DRÔLE DE PANNE AFRICAINE

DRÔLE DE PANNE AFRICAINE

Canicule  

Guillon, petit Blanc nerveux au cœur du continent noir.

On a vu, ces deux ou trois dernières années, déferler dans le cinéma européen tout une vague de films traitant de l’immigration clandestine. Ceux-ci fonctionnaient souvent en empathie avec ces misérables en provenance d’Afrique ou d’Europe de l’Est blackboulés par un univers néolibéral dont on leur refuse l’accès.


Sisyphe.

D’une certaine manière, Le temps de la kermesse est terminé effectue un peu le chemin inverse en plongeant un Occidental sûr de sa suprématie dans un contexte où ses convictions, comme tout droit issues d’un héritage colonialiste, ne pèsent plus lourd. Le lieu est volontairement indéterminé, mais on devine qu’il s’agit d’un hameau situé dans une contrée aride de l’Afrique de l’Ouest (bien que le tournage se soit déroulé en réalité au Maroc). Là croupit depuis quelques jours un Blanc, chef de travaux, en panne de voiture.
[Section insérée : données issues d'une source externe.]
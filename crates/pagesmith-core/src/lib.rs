// SPDX-License-Identifier: PMPL-1.0-or-later
// Copyright (c) 2026 Jonathan D.A. Jewell (hyperpolymath) <jonathan.jewell@open.ac.uk>
//
// Pagesmith — Core types and error definitions shared across all crates.

pub mod config;
pub mod error;
pub mod human_errors;
pub mod ordering;
pub mod types;

pub use config::AppConfig;
pub use error::PagesmithError;
pub use ordering::{ImageOrder, PageCursor};
pub use types::*;
// SPDX-License-Identifier: PMPL-1.0-or-later
// Copyright (c) 2026 Jonathan D.A. Jewell (hyperpolymath) <jonathan.jewell@open.ac.uk>
//
// Small shared UI pieces used by every conversion page.

use base64::Engine as _;
use base64::engine::general_purpose::STANDARD;
use dioxus::prelude::*;

use pagesmith_core::PagesmithError;
use pagesmith_core::human_errors::humanize_error;

/// Inline a PNG as a data URI for an `img` element.
pub fn png_data_uri(png: &[u8]) -> String {
    format!("data:image/png;base64,{}", STANDARD.encode(png))
}

/// One status line per failed action: plain message plus suggestion.
pub fn failure_message(err: &PagesmithError) -> String {
    let human = humanize_error(err);
    format!("{} {}", human.message, human.suggestion)
}

/// Full-width primary button (file pickers, convert actions).
#[component]
pub fn PrimaryButton(
    label: &'static str,
    disabled: bool,
    onclick: EventHandler<MouseEvent>,
) -> Element {
    let opacity = if disabled { "0.5" } else { "1" };
    rsx! {
        button {
            style: "width: 100%; padding: 12px; border-radius: 8px; border: 1px solid #007aff; color: #007aff; background: white; font-size: 16px; margin: 8px 0; opacity: {opacity};",
            disabled: disabled,
            onclick: move |evt| onclick.call(evt),
            "{label}"
        }
    }
}

/// Green convert button, visually distinct from the pickers.
#[component]
pub fn ConvertButton(disabled: bool, onclick: EventHandler<MouseEvent>) -> Element {
    let opacity = if disabled { "0.5" } else { "1" };
    rsx! {
        button {
            style: "padding: 12px 32px; border-radius: 8px; border: none; background: #28a745; color: white; font-size: 16px; opacity: {opacity};",
            disabled: disabled,
            onclick: move |evt| onclick.call(evt),
            "Convert"
        }
    }
}

/// Previous/next pager with a "Page x/y" label in the middle.
#[component]
pub fn Pager(
    label: String,
    at_start: bool,
    at_end: bool,
    onprev: EventHandler<MouseEvent>,
    onnext: EventHandler<MouseEvent>,
) -> Element {
    rsx! {
        div { style: "display: flex; justify-content: space-between; align-items: center; margin: 8px 0;",
            PagerButton { label: "← Previous", disabled: at_start, onclick: move |evt| onprev.call(evt) }
            span { style: "color: #666; font-size: 14px;", "{label}" }
            PagerButton { label: "Next →", disabled: at_end, onclick: move |evt| onnext.call(evt) }
        }
    }
}

#[component]
fn PagerButton(
    label: &'static str,
    disabled: bool,
    onclick: EventHandler<MouseEvent>,
) -> Element {
    let visibility = if disabled { "hidden" } else { "visible" };
    rsx! {
        button {
            style: "padding: 8px 12px; border-radius: 8px; border: 1px solid #ccc; background: white; font-size: 14px; visibility: {visibility};",
            disabled: disabled,
            onclick: move |evt| onclick.call(evt),
            "{label}"
        }
    }
}

/// Status line shown under each page's controls.
#[component]
pub fn StatusLine(message: Option<String>) -> Element {
    rsx! {
        if let Some(ref msg) = message {
            p { style: "margin-top: 8px; color: #666; font-size: 14px; text-align: center;",
                "{msg}"
            }
        }
    }
}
Faute de pouvoir redémarrer et poursuivre sa route, l’”intrus” en est réduit à donner des ordres à une poignée d’autochtones madrés qui, reconduisant (si on peut dire) le mythe de Sisyphe, poussent et repoussent la guimbarde au sommet d’un monticule. En vain.
Jusqu’au dénouement, prévisible, l’histoire ne dit pas grand-chose de plus, mais la démonstration ne manque pas d’acuité.


Passé par le court métrage et le documentaire, Frédéric Chignac a souhaité « dénoncer le déséquilibre Nord-Sud, sans limiter ces rapports à une opposition séculaire entre, d’un côté, les bourreaux et, de l’autre, les victimes ».


La figure centrale de sa parabole marque le retour au cinéma – où il n’a pas encore réussi à s’imposer – de Stéphane Guillon (le rôle était au départ destiné à Benoît Poelvoorde). Humoriste redoutable qui a le vent en poupe (France Inter, one-man-show incendiaire), l’histrion vérifie le pouvoir en définitive assez faible des mots, confronté à une contrainte purement matérielle. Tour à tour menaçant, ridicule, fataliste, médiocre, arrogant ou (plus ou moins faussement) connivent, Guillon tue le temps comme il peut – jusqu’à contraindre la beauté fatale du hameau à un rapport forcé, tout de même – et, bon gré mal gré, doit revoir à la baisse pas mal de certitudes.

 


Chèvre.

L’étude de caractères veille cependant à élargir le spectre en suivant aussi le quotidien désœuvré et laconique du microcosme où, bonne idée du scénario, la population civile cohabite avec une mini-garnison militaire sortie de nulle part et dirigée par un commandant manipulateur qui rend chèvre son hôte involontaire. Déjouant de justesse les codes manichéens, Le temps de la kermesse… parvient à trouver sa voie, certes parfois lambine, mais globalement convaincante.